Aonair stirred the fire. “My head wants a pillow.”
As Aonair would have stood, Rory reached out a strong arm and laid hold of him. Twenty-two years of age to Aonair's seventeen, they were similar in height, but Rory had the advantage of thirty pounds of muscle. Sighing, Aonair gave up the fight before it started. Only Eoghan ever won a wrestling match against Rory and then only rarely.
Rory's voice was a deep whisper. “So what's the problem? You killed Diarmuid, a man who repeatedly cheated your brother. Eoghan would have killed him if you hadn't.”
There it was, the same assumption over and over, that Diarmuid deserved to die. On the way to Diarmuid's little hut in the woods, Aonair had tried to coax his brother from it. “Why not take a chicken?”
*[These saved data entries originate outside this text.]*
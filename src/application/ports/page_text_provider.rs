//! Page Text Provider Port - 文档页面文本与几何
//!
//! 文档解析与渲染由外部协作者负责，核心只读取页面文本和文本区间的包围矩形

use thiserror::Error;

use crate::domain::{DocumentKey, Rect, TextRange};

/// 文档访问错误
#[derive(Debug, Error)]
pub enum DocumentError {
    #[error("Page out of range: {page_index} (document has {page_count} pages)")]
    PageOutOfRange {
        page_index: usize,
        page_count: usize,
    },

    #[error("Page text unavailable: {0}")]
    TextUnavailable(String),

    #[error("IO error: {0}")]
    IoError(String),
}

/// Page Text Provider Port
///
/// 文档在加载后不可变；重新打开时整体替换（新的 document_key）
pub trait PageTextProviderPort: Send + Sync {
    /// 文档标识（用于缓存分区）
    fn document_key(&self) -> &DocumentKey;

    /// 页数
    fn page_count(&self) -> usize;

    /// 页面原始文本
    fn page_text(&self, page_index: usize) -> Result<String, DocumentError>;

    /// 文本区间在页面上的包围矩形，无法计算时返回 None
    fn geometry(&self, page_index: usize, range: TextRange) -> Option<Rect>;
}
//! Application Ports - 出站端口定义
//!
//! 定义应用层与外部协作者之间的抽象接口

mod page_text_provider;
mod playback_events;
mod renderer;
mod result_cache;
mod speech_engine;

pub use page_text_provider::{DocumentError, PageTextProviderPort};
pub use playback_events::{Highlight, PlaybackEvent, PlaybackEventPort};
pub use renderer::RendererPort;
pub use result_cache::{CacheEntry, CacheKey, CacheStats, ResultCachePort};
pub use speech_engine::{
    SpeechEnginePort, SpeechError, SpeechEvent, SpeechEventKind, Utterance, UtteranceId,
};
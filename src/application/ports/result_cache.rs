//! Result Cache Port - 定位结果缓存
//!
//! 定义定位结果缓存的抽象接口，具体实现在 infrastructure/memory 层

use chrono::{DateTime, Utc};
use serde::{Deserialize, Serialize};

use crate::domain::{DocumentKey, SearchResult};

/// 缓存 key
///
/// 使用 document_key + page_index + md5(片段文本)
#[derive(Debug, Clone, PartialEq, Eq, Hash, Serialize, Deserialize)]
pub struct CacheKey {
    pub document_key: DocumentKey,
    pub page_index: usize,
    pub content_hash: String,
}

impl CacheKey {
    pub fn new(document_key: DocumentKey, page_index: usize, segment_text: &str) -> Self {
        Self {
            document_key,
            page_index,
            content_hash: content_hash(segment_text),
        }
    }
}

/// 计算片段文本的内容哈希
fn content_hash(segment_text: &str) -> String {
    format!("{:x}", md5::compute(segment_text.as_bytes()))
}

/// 缓存条目
#[derive(Debug, Clone, PartialEq, Serialize, Deserialize)]
pub struct CacheEntry {
    pub result: SearchResult,
    pub created_at: DateTime<Utc>,
    pub page_index: usize,
}

impl CacheEntry {
    pub fn new(result: SearchResult) -> Self {
        Self::with_timestamp(result, Utc::now())
    }

    pub fn with_timestamp(result: SearchResult, created_at: DateTime<Utc>) -> Self {
        let page_index = result.page_index;
        Self {
            result,
            created_at,
            page_index,
        }
    }

    /// 是否已超过最大存活时间
    pub fn is_expired(&self, now: DateTime<Utc>, max_age: chrono::Duration) -> bool {
        now - self.created_at > max_age
    }
}

/// 缓存统计信息
#[derive(Debug, Clone, Default, PartialEq, Eq)]
pub struct CacheStats {
    pub total_entries: usize,
    pub hit_count: u64,
    pub miss_count: u64,
    pub expired_count: u64,
    pub evicted_count: u64,
}

/// Result Cache Port
///
/// - 有最大存活时间，读取过期条目视为未命中
/// - 有条目数上限，插入时淘汰
/// - 活动文档切换时整体失效
pub trait ResultCachePort: Send + Sync {
    fn get(&self, key: &CacheKey) -> Option<CacheEntry>;

    fn put(&self, key: CacheKey, entry: CacheEntry);

    /// 清空全部条目
    fn invalidate_all(&self);

    fn len(&self) -> usize;

    fn is_empty(&self) -> bool {
        self.len() == 0
    }

    fn stats(&self) -> CacheStats;
}
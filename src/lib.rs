//! Readalong - 朗读与同步高亮
//!
//! 架构设计: Hexagonal Architecture
//!
//! 领域层 (domain/):
//! - Document: 句子、区间、矩形等值对象
//! - TextSegmenter: 分句
//! - Locator: 文本归一化与搜索片段选择
//! - PositionValidator: 多片段位置校验
//!
//! 应用层 (application/):
//! - Ports: 端口定义（PageTextProvider, SpeechEngine, Renderer, ResultCache, PlaybackEvent）
//! - TextLocator: 句子定位
//! - HighlightOverlay: 单一高亮
//! - PlaybackController: 朗读状态机
//!
//! 基础设施层 (infrastructure/):
//! - Memory: ResultCache 内存实现
//! - Runtime: 播放控制器的 actor 宿主
//! - Adapters: 内存文档、模拟语音引擎、日志渲染器
//! - Events: 播放事件发布

pub mod application;
pub mod config;
pub mod domain;
pub mod infrastructure;

pub use config::{load_config, AppConfig};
Eoghan didn't turn in the saddle.
“You can't eat a dead man.”
When they'd reached Diarmuid's pathetic hut, Eoghan barked, “Drag him from his bed.” His wife—skinny, her hair already graying—pleaded, “No, please, good sir.”
Diarmuid's four-year-old son had run crying to his mother.
The haggard woman had dared to lay hold of him—him, the dragon-touched. She had clutched the sleeve of his shirt. “Please, sir, we'll pay you back, I swear.”
He turned, his face mere inches from hers, staring into her desperate eyes.
Rory jerked his arm, pulling Aonair back to the present.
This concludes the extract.